For my estimates through about August 1, I used the strong correlation between positive test percentage (positivity) and naive CFR. Because we know test positivity when test data is reported, it has been useful as a leading indicator of the death rate, and I’ve used recent positivity along with the number of positive tests to estimate near-term future death rates.
But Naive CFR has dropped prodigiously since the beginning of the pandemic. It started out over 50%, and for a while in early August it dropped as low as 1.4%. As Naive CFR has dropped, positivity has become less useful as a basis for estimating.
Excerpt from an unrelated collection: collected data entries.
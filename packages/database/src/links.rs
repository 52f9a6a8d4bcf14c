//! Query functions for the emergency↔resource assignment table.
//!
//! The assignment table is mutated only through the coordination crate's
//! transactional services; these functions are the raw building blocks.

use moosicbox_json_utils::database::ToValue as _;
use switchy_database::{Database, DatabaseValue};
use uuid::Uuid;

use crate::{DbError, parse_uuid};

/// Returns the ids of all resources currently linked to an emergency.
///
/// # Errors
///
/// Returns [`DbError`] if the database operation fails.
pub async fn resource_ids_for_emergency(
    db: &dyn Database,
    emergency_id: Uuid,
) -> Result<Vec<Uuid>, DbError> {
    let rows = db
        .query_raw_params(
            "SELECT resource_id FROM emergency_resource_links
             WHERE emergency_id = $1
             ORDER BY resource_id",
            &[DatabaseValue::String(emergency_id.to_string())],
        )
        .await?;

    rows.iter()
        .map(|row| {
            let id: String = row.to_value("resource_id").unwrap_or_default();
            parse_uuid("resource_id", &id)
        })
        .collect()
}

/// Inserts one assignment link row.
///
/// # Errors
///
/// Returns [`DbError`] if the database operation fails.
pub async fn insert(
    db: &dyn Database,
    emergency_id: Uuid,
    resource_id: Uuid,
) -> Result<(), DbError> {
    db.exec_raw_params(
        "INSERT INTO emergency_resource_links (emergency_id, resource_id)
         VALUES ($1, $2)",
        &[
            DatabaseValue::String(emergency_id.to_string()),
            DatabaseValue::String(resource_id.to_string()),
        ],
    )
    .await?;

    Ok(())
}

/// Deletes every link row for an emergency. Returns the number deleted.
///
/// # Errors
///
/// Returns [`DbError`] if the database operation fails.
pub async fn delete_for_emergency(db: &dyn Database, emergency_id: Uuid) -> Result<u64, DbError> {
    let deleted = db
        .exec_raw_params(
            "DELETE FROM emergency_resource_links WHERE emergency_id = $1",
            &[DatabaseValue::String(emergency_id.to_string())],
        )
        .await?;

    Ok(deleted)
}

/// Deletes every link row referencing a resource. Returns the number
/// deleted.
///
/// # Errors
///
/// Returns [`DbError`] if the database operation fails.
pub async fn delete_for_resource(db: &dyn Database, resource_id: Uuid) -> Result<u64, DbError> {
    let deleted = db
        .exec_raw_params(
            "DELETE FROM emergency_resource_links WHERE resource_id = $1",
            &[DatabaseValue::String(resource_id.to_string())],
        )
        .await?;

    Ok(deleted)
}
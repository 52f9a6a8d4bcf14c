//! In-memory registry of active QoD sessions per resource.
//!
//! Sessions are process-local state: they expire on the gateway side
//! anyway, so restarts lose nothing durable.

use std::collections::HashMap;
use std::sync::RwLock;

use uuid::Uuid;

use crate::client::QodSession;

/// Maps resource ids to their currently-active QoD session.
pub struct SessionRegistry {
    sessions: RwLock<HashMap<Uuid, QodSession>>,
}

impl Default for SessionRegistry {
    fn default() -> Self {
        Self::new()
    }
}

impl SessionRegistry {
    /// Creates an empty registry.
    #[must_use]
    pub fn new() -> Self {
        Self {
            sessions: RwLock::new(HashMap::new()),
        }
    }

    /// Registers `session` as the active session for `resource_id`,
    /// returning the previous one if there was any.
    pub fn insert(&self, resource_id: Uuid, session: QodSession) -> Option<QodSession> {
        self.sessions
            .write()
            .expect("Session registry lock poisoned")
            .insert(resource_id, session)
    }

    /// Returns a copy of the active session for `resource_id`.
    #[must_use]
    pub fn get(&self, resource_id: Uuid) -> Option<QodSession> {
        self.sessions
            .read()
            .expect("Session registry lock poisoned")
            .get(&resource_id)
            .cloned()
    }

    /// Removes and returns the active session for `resource_id`.
    pub fn remove(&self, resource_id: Uuid) -> Option<QodSession> {
        self.sessions
            .write()
            .expect("Session registry lock poisoned")
            .remove(&resource_id)
    }

    /// Number of active sessions.
    #[must_use]
    pub fn len(&self) -> usize {
        self.sessions
            .read()
            .expect("Session registry lock poisoned")
            .len()
    }

    /// Returns `true` when no sessions are registered.
    #[must_use]
    pub fn is_empty(&self) -> bool {
        self.len() == 0
    }
}

#[cfg(test)]
mod tests {
    use super::*;

    fn session(id: &str) -> QodSession {
        QodSession {
            id: id.to_string(),
            phone_number: "+34600000001".to_string(),
            profile: "QOS_E".to_string(),
            duration: 300,
        }
    }

    #[test]
    fn insert_get_remove() {
        let registry = SessionRegistry::new();
        let resource = Uuid::new_v4();

        assert!(registry.get(resource).is_none());
        assert!(registry.insert(resource, session("a")).is_none());
        assert_eq!(registry.get(resource).unwrap().id, "a");

        let previous = registry.insert(resource, session("b")).unwrap();
        assert_eq!(previous.id, "a");
        assert_eq!(registry.len(), 1);

        assert_eq!(registry.remove(resource).unwrap().id, "b");
        assert!(registry.is_empty());
    }
}
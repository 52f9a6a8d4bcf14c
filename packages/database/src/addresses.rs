//! Query functions for address records.

use dispatch_emergency_models::Address;
use moosicbox_json_utils::database::ToValue as _;
use switchy_database::{Database, DatabaseValue};
use uuid::Uuid;

use crate::{DbError, now_rfc3339, parse_uuid};

/// Inserts a new address with a client-generated id and returns it.
///
/// Only coordinates are captured at creation time; the postal fields are
/// reserved for reverse-geocoding enrichment.
///
/// # Errors
///
/// Returns [`DbError`] if the database operation fails.
pub async fn insert(
    db: &dyn Database,
    latitude: Option<f64>,
    longitude: Option<f64>,
) -> Result<Uuid, DbError> {
    let id = Uuid::new_v4();

    db.exec_raw_params(
        "INSERT INTO addresses (id, latitude, longitude, time_created)
         VALUES ($1, $2, $3, $4)",
        &[
            DatabaseValue::String(id.to_string()),
            latitude.map_or(DatabaseValue::Null, DatabaseValue::Real64),
            longitude.map_or(DatabaseValue::Null, DatabaseValue::Real64),
            DatabaseValue::String(now_rfc3339()),
        ],
    )
    .await?;

    Ok(id)
}

/// Fetches an address by id, or `None` if it doesn't exist.
///
/// # Errors
///
/// Returns [`DbError`] if the database operation fails.
pub async fn get(db: &dyn Database, id: Uuid) -> Result<Option<Address>, DbError> {
    let rows = db
        .query_raw_params(
            "SELECT id, street_number, street_name, neighborhood, city, state,
                    postal_code, country, country_code, latitude, longitude,
                    address_line_1, time_created, time_updated
             FROM addresses WHERE id = $1",
            &[DatabaseValue::String(id.to_string())],
        )
        .await?;

    rows.first().map(from_row).transpose()
}

/// Updates an address's coordinates, bumping `time_updated`.
///
/// # Errors
///
/// Returns [`DbError`] if the database operation fails.
pub async fn update_coordinates(
    db: &dyn Database,
    id: Uuid,
    latitude: Option<f64>,
    longitude: Option<f64>,
) -> Result<(), DbError> {
    db.exec_raw_params(
        "UPDATE addresses SET latitude = $2, longitude = $3, time_updated = $4
         WHERE id = $1",
        &[
            DatabaseValue::String(id.to_string()),
            latitude.map_or(DatabaseValue::Null, DatabaseValue::Real64),
            longitude.map_or(DatabaseValue::Null, DatabaseValue::Real64),
            DatabaseValue::String(now_rfc3339()),
        ],
    )
    .await?;

    Ok(())
}

/// Decodes an `addresses` row into an [`Address`].
fn from_row(row: &switchy_database::Row) -> Result<Address, DbError> {
    let id: String = row.to_value("id").map_err(|e| DbError::Conversion {
        message: format!("Failed to read address id: {e}"),
    })?;

    Ok(Address {
        id: parse_uuid("id", &id)?,
        street_number: row.to_value("street_number").unwrap_or(None),
        street_name: row.to_value("street_name").unwrap_or(None),
        neighborhood: row.to_value("neighborhood").unwrap_or(None),
        city: row.to_value("city").unwrap_or(None),
        state: row.to_value("state").unwrap_or(None),
        postal_code: row.to_value("postal_code").unwrap_or(None),
        country: row.to_value("country").unwrap_or(None),
        country_code: row.to_value("country_code").unwrap_or(None),
        latitude: row.to_value("latitude").unwrap_or(None),
        longitude: row.to_value("longitude").unwrap_or(None),
        address_line_1: row.to_value("address_line_1").unwrap_or(None),
        time_created: row.to_value("time_created").unwrap_or_default(),
        time_updated: row.to_value("time_updated").unwrap_or(None),
    })
}
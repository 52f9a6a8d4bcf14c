#![cfg_attr(feature = "fail-on-warnings", deny(warnings))]
#![warn(clippy::all, clippy::pedantic, clippy::nursery, clippy::cargo)]
#![allow(clippy::multiple_crate_versions)]

//! Network-as-Code gateway client for responder devices.
//!
//! Wraps the operator's NaC REST API: device status, device location,
//! and Quality-on-Demand (QoD) session management for responders'
//! devices. The client is constructed explicitly at startup and passed
//! into the service layer — there is no process-wide singleton.
//!
//! Every call here is best-effort from the core's point of view: a
//! [`GatewayError`] must never fail an emergency or resource
//! transaction. Requests carry a bounded timeout so a stalled gateway
//! cannot hold a request handler hostage.

mod client;
mod sessions;

pub use client::{DeviceLocation, DeviceStatus, NetworkGateway, QodSession};
pub use sessions::SessionRegistry;

use async_trait::async_trait;
use uuid::Uuid;

/// Errors from gateway operations.
#[derive(Debug, thiserror::Error)]
pub enum GatewayError {
    /// The HTTP request itself failed (connect, timeout, TLS).
    #[error("Gateway request failed: {0}")]
    Http(#[from] reqwest::Error),

    /// The gateway answered with a non-success status.
    #[error("Gateway returned HTTP {status}: {body}")]
    Status {
        /// HTTP status code.
        status: u16,
        /// Response body, for the logs.
        body: String,
    },

    /// The response body could not be interpreted.
    #[error("Gateway response parse error: {message}")]
    Parse {
        /// Description of what went wrong.
        message: String,
    },
}

/// The QoS seam the coordination core depends on.
///
/// The core only ever asks for teardown — activation happens through the
/// HTTP adapters. Implemented by [`QosService`]; tests substitute their
/// own recorder.
#[async_trait]
pub trait QosControl: Send + Sync {
    /// Tears down the active QoS session for a resource, if any.
    ///
    /// Returns `true` if a session existed and was deactivated, `false`
    /// if the resource had no active session.
    ///
    /// # Errors
    ///
    /// Returns [`GatewayError`] if the gateway rejects the teardown; the
    /// session stays registered so a later attempt can retry.
    async fn deactivate_for_resource(&self, resource_id: Uuid) -> Result<bool, GatewayError>;
}

/// Gateway client plus the registry of active sessions per resource.
pub struct QosService {
    gateway: NetworkGateway,
    sessions: SessionRegistry,
}

impl QosService {
    /// Bundles a gateway client with a fresh session registry.
    #[must_use]
    pub fn new(gateway: NetworkGateway) -> Self {
        Self {
            gateway,
            sessions: SessionRegistry::new(),
        }
    }

    /// Creates a QoD session for a resource's device and registers it as
    /// the resource's active session, replacing (and tearing down) any
    /// previous one.
    ///
    /// # Errors
    ///
    /// Returns [`GatewayError`] if session creation fails.
    pub async fn activate_for_resource(
        &self,
        resource_id: Uuid,
        phone_number: &str,
        profile: &str,
        duration_secs: u32,
        service_ipv4: &str,
    ) -> Result<QodSession, GatewayError> {
        if let Some(previous) = self.sessions.remove(resource_id) {
            if let Err(e) = self.gateway.deactivate_qos(&previous.id).await {
                log::warn!(
                    "Failed to tear down stale QoS session {} for resource {resource_id}: {e}",
                    previous.id
                );
            }
        }

        let session = self
            .gateway
            .create_qod_session(phone_number, profile, duration_secs, service_ipv4)
            .await?;

        self.sessions.insert(resource_id, session.clone());

        Ok(session)
    }

    /// Returns the active session for a resource, if any.
    #[must_use]
    pub fn active_session(&self, resource_id: Uuid) -> Option<QodSession> {
        self.sessions.get(resource_id)
    }

    /// The underlying gateway client, for device status/location calls.
    #[must_use]
    pub const fn gateway(&self) -> &NetworkGateway {
        &self.gateway
    }
}

#[async_trait]
impl QosControl for QosService {
    async fn deactivate_for_resource(&self, resource_id: Uuid) -> Result<bool, GatewayError> {
        let Some(session) = self.sessions.get(resource_id) else {
            return Ok(false);
        };

        self.gateway.deactivate_qos(&session.id).await?;
        self.sessions.remove(resource_id);

        Ok(true)
    }
}
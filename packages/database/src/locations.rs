//! Query functions for location records.

use dispatch_emergency_models::Location;
use moosicbox_json_utils::database::ToValue as _;
use switchy_database::{Database, DatabaseValue};
use uuid::Uuid;

use crate::{DbError, now_rfc3339, parse_uuid};

/// Inserts a new location with a client-generated id and returns it.
///
/// # Errors
///
/// Returns [`DbError`] if the database operation fails.
pub async fn insert(
    db: &dyn Database,
    latitude: Option<f64>,
    longitude: Option<f64>,
) -> Result<Uuid, DbError> {
    let id = Uuid::new_v4();

    db.exec_raw_params(
        "INSERT INTO locations (id, latitude, longitude, time_created)
         VALUES ($1, $2, $3, $4)",
        &[
            DatabaseValue::String(id.to_string()),
            latitude.map_or(DatabaseValue::Null, DatabaseValue::Real64),
            longitude.map_or(DatabaseValue::Null, DatabaseValue::Real64),
            DatabaseValue::String(now_rfc3339()),
        ],
    )
    .await?;

    Ok(id)
}

/// Fetches a location by id, or `None` if it doesn't exist.
///
/// # Errors
///
/// Returns [`DbError`] if the database operation fails.
pub async fn get(db: &dyn Database, id: Uuid) -> Result<Option<Location>, DbError> {
    let rows = db
        .query_raw_params(
            "SELECT id, latitude, longitude, accuracy, speed, heading,
                    time_created, time_updated
             FROM locations WHERE id = $1",
            &[DatabaseValue::String(id.to_string())],
        )
        .await?;

    rows.first().map(from_row).transpose()
}

/// Updates a location's coordinates, bumping `time_updated`.
///
/// # Errors
///
/// Returns [`DbError`] if the database operation fails.
pub async fn update_coordinates(
    db: &dyn Database,
    id: Uuid,
    latitude: Option<f64>,
    longitude: Option<f64>,
) -> Result<(), DbError> {
    db.exec_raw_params(
        "UPDATE locations SET latitude = $2, longitude = $3, time_updated = $4
         WHERE id = $1",
        &[
            DatabaseValue::String(id.to_string()),
            latitude.map_or(DatabaseValue::Null, DatabaseValue::Real64),
            longitude.map_or(DatabaseValue::Null, DatabaseValue::Real64),
            DatabaseValue::String(now_rfc3339()),
        ],
    )
    .await?;

    Ok(())
}

/// Decodes a `locations` row into a [`Location`].
fn from_row(row: &switchy_database::Row) -> Result<Location, DbError> {
    let id: String = row.to_value("id").map_err(|e| DbError::Conversion {
        message: format!("Failed to read location id: {e}"),
    })?;

    Ok(Location {
        id: parse_uuid("id", &id)?,
        latitude: row.to_value("latitude").unwrap_or(None),
        longitude: row.to_value("longitude").unwrap_or(None),
        accuracy: row.to_value("accuracy").unwrap_or(None),
        speed: row.to_value("speed").unwrap_or(None),
        heading: row.to_value("heading").unwrap_or(None),
        time_created: row.to_value("time_created").unwrap_or_default(),
        time_updated: row.to_value("time_updated").unwrap_or(None),
    })
}
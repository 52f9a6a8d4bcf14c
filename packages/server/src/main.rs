#![cfg_attr(feature = "fail-on-warnings", deny(warnings))]
#![warn(clippy::all, clippy::pedantic, clippy::nursery, clippy::cargo)]
#![allow(clippy::multiple_crate_versions, clippy::cargo_common_metadata)]

//! Process entry point for the dispatch API server.

#[actix_web::main]
async fn main() -> std::io::Result<()> {
    dispatch_server::run_server().await
}
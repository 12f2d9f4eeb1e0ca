//! CuckooHashMap: key/value container with entries embedded in table slots.

use crate::raw_table::{self, RawCuckoo, DEFAULT_CAPACITY, DEFAULT_TABLES};
use crate::slot::{InlineSlot, Pair, Slot};
use core::borrow::Borrow;
use core::fmt;
use core::hash::{BuildHasher, Hash};
use std::collections::hash_map::RandomState;

type MapSlot<K, V> = InlineSlot<Pair<K, V>>;

/// A map from K to V over d-ary cuckoo hashing. Each key owns one
/// candidate slot per sub-table; lookups probe at most
/// [`tables_count`](Self::tables_count) slots.
pub struct CuckooHashMap<K, V, S = RandomState> {
    raw: RawCuckoo<K, V, MapSlot<K, V>, S>,
}

impl<K, V> CuckooHashMap<K, V>
where
    K: Eq + Hash,
{
    /// An empty map with the default shape (64 slots in each of 2
    /// sub-tables).
    pub fn new() -> Self {
        Self::with_capacity_and_tables(DEFAULT_CAPACITY, DEFAULT_TABLES)
    }

    /// An empty map with `capacity` slots in each of `tables` sub-tables.
    ///
    /// Panics if `capacity` is zero or `tables` is less than two.
    pub fn with_capacity_and_tables(capacity: usize, tables: usize) -> Self {
        Self::with_capacity_and_tables_and_hasher(capacity, tables, RandomState::new())
    }
}

impl<K, V> Default for CuckooHashMap<K, V>
where
    K: Eq + Hash,
{
    fn default() -> Self {
        Self::new()
    }
}

impl<K, V, S> CuckooHashMap<K, V, S>
where
    K: Eq + Hash,
    S: BuildHasher,
{
    pub fn with_hasher(hasher: S) -> Self {
        Self::with_capacity_and_tables_and_hasher(DEFAULT_CAPACITY, DEFAULT_TABLES, hasher)
    }

    pub fn with_capacity_and_tables_and_hasher(capacity: usize, tables: usize, hasher: S) -> Self {
        Self {
            raw: RawCuckoo::with_shape_and_hasher(capacity, tables, hasher),
        }
    }

    /// Insert a new entry. Returns true on a fresh insertion; false means
    /// the key was already present and nothing changed.
    pub fn insert(&mut self, key: K, value: V) -> bool {
        self.raw.insert(Pair { key, value })
    }

    /// [`insert`](Self::insert) taking an already-formed pair.
    pub fn insert_pair(&mut self, pair: Pair<K, V>) -> bool {
        self.raw.insert(pair)
    }

    /// Insert, or overwrite the stored value when the key is present.
    /// Returns true on a fresh insertion, false on an overwrite.
    pub fn insert_or_assign(&mut self, key: K, value: V) -> bool {
        self.raw.insert_or_assign(Pair { key, value })
    }

    /// Read-only view of the value for a key.
    pub fn find<Q>(&self, key: &Q) -> Option<&V>
    where
        K: Borrow<Q>,
        Q: ?Sized + Hash + Eq,
    {
        self.raw.find(key).map(|entry| &entry.value)
    }

    /// Mutable view of the value for a key; needs the map uniquely held.
    pub fn find_mut<Q>(&mut self, key: &Q) -> Option<&mut V>
    where
        K: Borrow<Q>,
        Q: ?Sized + Hash + Eq,
    {
        self.raw.find_mut(key).map(|entry| &mut entry.value)
    }

    pub fn contains<Q>(&self, key: &Q) -> bool
    where
        K: Borrow<Q>,
        Q: ?Sized + Hash + Eq,
    {
        self.raw.contains(key)
    }

    /// Number of entries stored under the key: 0 or 1.
    pub fn count<Q>(&self, key: &Q) -> usize
    where
        K: Borrow<Q>,
        Q: ?Sized + Hash + Eq,
    {
        self.raw.contains(key) as usize
    }

    /// Remove the entry for the key. Returns whether one was removed.
    pub fn erase<Q>(&mut self, key: &Q) -> bool
    where
        K: Borrow<Q>,
        Q: ?Sized + Hash + Eq,
    {
        self.raw.erase(key)
    }

    /// Remove the entry for the key and hand it to the caller.
    pub fn extract<Q>(&mut self, key: &Q) -> Option<Pair<K, V>>
    where
        K: Borrow<Q>,
        Q: ?Sized + Hash + Eq,
    {
        self.raw.extract(key)
    }

    /// Remove every entry matching the predicate; returns how many.
    pub fn erase_if<F>(&mut self, mut pred: F) -> usize
    where
        F: FnMut(&K, &V) -> bool,
    {
        self.raw.erase_if(|entry| pred(&entry.key, &entry.value))
    }

    /// Count entries matching the predicate.
    pub fn count_if<F>(&self, mut pred: F) -> usize
    where
        F: FnMut(&K, &V) -> bool,
    {
        self.raw.count_if(|entry| pred(&entry.key, &entry.value))
    }

    /// Insert a sequence of entries; one outcome per input, in input
    /// order. Later inputs observe the effects of earlier ones.
    pub fn insert_many<I>(&mut self, entries: I) -> Vec<bool>
    where
        I: IntoIterator<Item = (K, V)>,
    {
        entries
            .into_iter()
            .map(|(key, value)| self.insert(key, value))
            .collect()
    }

    /// Insert-or-assign a sequence of entries; one outcome per input, in
    /// input order.
    pub fn insert_or_assign_many<I>(&mut self, entries: I) -> Vec<bool>
    where
        I: IntoIterator<Item = (K, V)>,
    {
        entries
            .into_iter()
            .map(|(key, value)| self.insert_or_assign(key, value))
            .collect()
    }

    /// Erase a sequence of keys; one outcome per input, in input order.
    pub fn erase_many<'q, Q, I>(&mut self, keys: I) -> Vec<bool>
    where
        K: Borrow<Q>,
        Q: ?Sized + Hash + Eq + 'q,
        I: IntoIterator<Item = &'q Q>,
    {
        keys.into_iter().map(|key| self.erase(key)).collect()
    }

    /// Extract a sequence of keys; one outcome per input, in input order.
    pub fn extract_many<'q, Q, I>(&mut self, keys: I) -> Vec<Option<Pair<K, V>>>
    where
        K: Borrow<Q>,
        Q: ?Sized + Hash + Eq + 'q,
        I: IntoIterator<Item = &'q Q>,
    {
        keys.into_iter().map(|key| self.extract(key)).collect()
    }

    /// Empty the map; shape is kept.
    pub fn clear(&mut self) {
        self.raw.clear();
    }

    /// Exchange the entire contents and shape with another map.
    pub fn swap(&mut self, other: &mut Self) {
        self.raw.swap(&mut other.raw);
    }

    /// Occupied slots over total slots, in [0, 1].
    pub fn load_factor(&self) -> f64 {
        self.raw.load_factor()
    }

    pub fn len(&self) -> usize {
        self.raw.len()
    }

    pub fn is_empty(&self) -> bool {
        self.raw.is_empty()
    }

    pub fn tables_count(&self) -> usize {
        self.raw.tables_count()
    }

    /// Slots per sub-table.
    pub fn capacity(&self) -> usize {
        self.raw.capacity()
    }

    pub fn total_capacity(&self) -> usize {
        self.raw.total_capacity()
    }

    /// Reshape to `new_capacity` slots per sub-table and re-place every
    /// entry; 0 asks for the built-in growth factor. Reinsertion may
    /// trigger further growth, so the resulting capacity is at least
    /// `new_capacity`.
    pub fn resize(&mut self, new_capacity: usize) {
        self.raw.resize(new_capacity);
    }

    /// Raise the sub-table count, re-placing every entry. Counts of two
    /// or less are rejected (returns false, no state change).
    pub fn restrain(&mut self, new_tables: usize) -> bool {
        self.raw.restrain(new_tables)
    }

    /// Walk live entries. Order is unspecified and changes across
    /// structural mutations.
    pub fn iter(&self) -> Iter<'_, K, V> {
        Iter {
            inner: self.raw.entries(),
        }
    }

    /// Walk live entries with mutable value access.
    pub fn iter_mut(&mut self) -> IterMut<'_, K, V> {
        IterMut {
            inner: self.raw.entries_mut(),
        }
    }

    /// Read-only walk of the raw grid: one inner iterator per sub-table,
    /// yielding each slot's occupancy. Diagnostic affordance, not a
    /// stable iteration contract.
    pub fn tables(&self) -> Tables<'_, K, V> {
        Tables {
            rows: self.raw.rows().iter(),
        }
    }
}

impl<K, V, S> fmt::Debug for CuckooHashMap<K, V, S>
where
    K: Eq + Hash + fmt::Debug,
    V: fmt::Debug,
    S: BuildHasher,
{
    fn fmt(&self, f: &mut fmt::Formatter<'_>) -> fmt::Result {
        f.debug_map().entries(self.iter()).finish()
    }
}

/// Iterator over `(&K, &V)` for live entries.
pub struct Iter<'a, K, V> {
    inner: raw_table::Entries<'a, K, V, MapSlot<K, V>>,
}

impl<'a, K, V> Iterator for Iter<'a, K, V> {
    type Item = (&'a K, &'a V);

    #[inline]
    fn next(&mut self) -> Option<Self::Item> {
        self.inner.next().map(|entry| (&entry.key, &entry.value))
    }
}

/// Iterator over `(&K, &mut V)` for live entries.
pub struct IterMut<'a, K, V> {
    inner: raw_table::EntriesMut<'a, K, V, MapSlot<K, V>>,
}

impl<'a, K, V> Iterator for IterMut<'a, K, V> {
    type Item = (&'a K, &'a mut V);

    #[inline]
    fn next(&mut self) -> Option<Self::Item> {
        self.inner
            .next()
            .map(|entry| (&entry.key, &mut entry.value))
    }
}

/// Iterator over sub-tables; each item walks that sub-table's slots.
pub struct Tables<'a, K, V> {
    rows: core::slice::Iter<'a, Vec<MapSlot<K, V>>>,
}

impl<'a, K, V> Iterator for Tables<'a, K, V> {
    type Item = TableSlots<'a, K, V>;

    fn next(&mut self) -> Option<Self::Item> {
        self.rows.next().map(|row| TableSlots { slots: row.iter() })
    }
}

/// Iterator over one sub-table's slots: `None` for an empty slot,
/// `Some((&K, &V))` for an occupied one.
pub struct TableSlots<'a, K, V> {
    slots: core::slice::Iter<'a, MapSlot<K, V>>,
}

impl<'a, K, V> Iterator for TableSlots<'a, K, V> {
    type Item = Option<(&'a K, &'a V)>;

    fn next(&mut self) -> Option<Self::Item> {
        self.slots
            .next()
            .map(|slot| slot.get().map(|entry| (&entry.key, &entry.value)))
    }
}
The main factor that has changed is that the average age of people being tested has been trending downward. The percentage of people who test positive that are under age 50 is also strongly correlated with naive CFR. The CDC reports that information, but not in a very timely way. It lags about 2 weeks, if it’s published at all.
Updated Estimation Methodology
Because of uncertainty in the positivity model, I’ve reverted back to using multiple estimation methods and comparing the results.
Method 1 – This is similar to the method I just described. It is a curve-fit model that is based on (a) positive test percentage (positivity) and (b) the trend in average age being tested. Both of these factors have high RSQ values vs. Naive CFR, but as the average age trends downward, part (a) of the model becomes less accurate and part (b) becomes more accurate, although neither has been super accurate for the past 5-6 weeks. I’ve also had difficulty finding recent information on ages of people being tested. The main input to this model is positive test cases from 14 days earlier than the date of estimated deaths.
Method 2 – This method is based on a trending of Naive CFR. I take the history of recent Naive CFRs, calculate a trend line, and project that forward. I then apply the estimates of future Naive CFR’s, day by day, to the positive tests from 14 days earlier. The challenge with this approach is deciding which Naive CFR trend to use. The numbers can be fairly different depending on how the trend is calculated. I start with daily smoothed Naive CFRs (based on 7-day smoothing). With that as input, I make one projection based on the one-week arithmetic average Naive CFR, one based on the two-week arithmetic average Naive CFR, and one based on the arithmetic average of the 7-day and 14-day geometric mean CFRs.
Method 3 – This is the sum of the state estimates. I’m now including confidence intervals in the state-based estimates, which accounts for the high and low.
As I work more on the state estimates I’m beginning to have more confidence in them adding up to something close to the national estimate. I’m starting to look more at whether variability from the state build up is more accurate or variability within Method 2 or from the combination of Method 1 and Method 2.
Composite Model – The composite model is the mean of Method 1, Method 3, and the minimum number from Method 2. This is then fine-tuned on a day-by-day basis to account for a history of day-of-week fluctuations in reporting.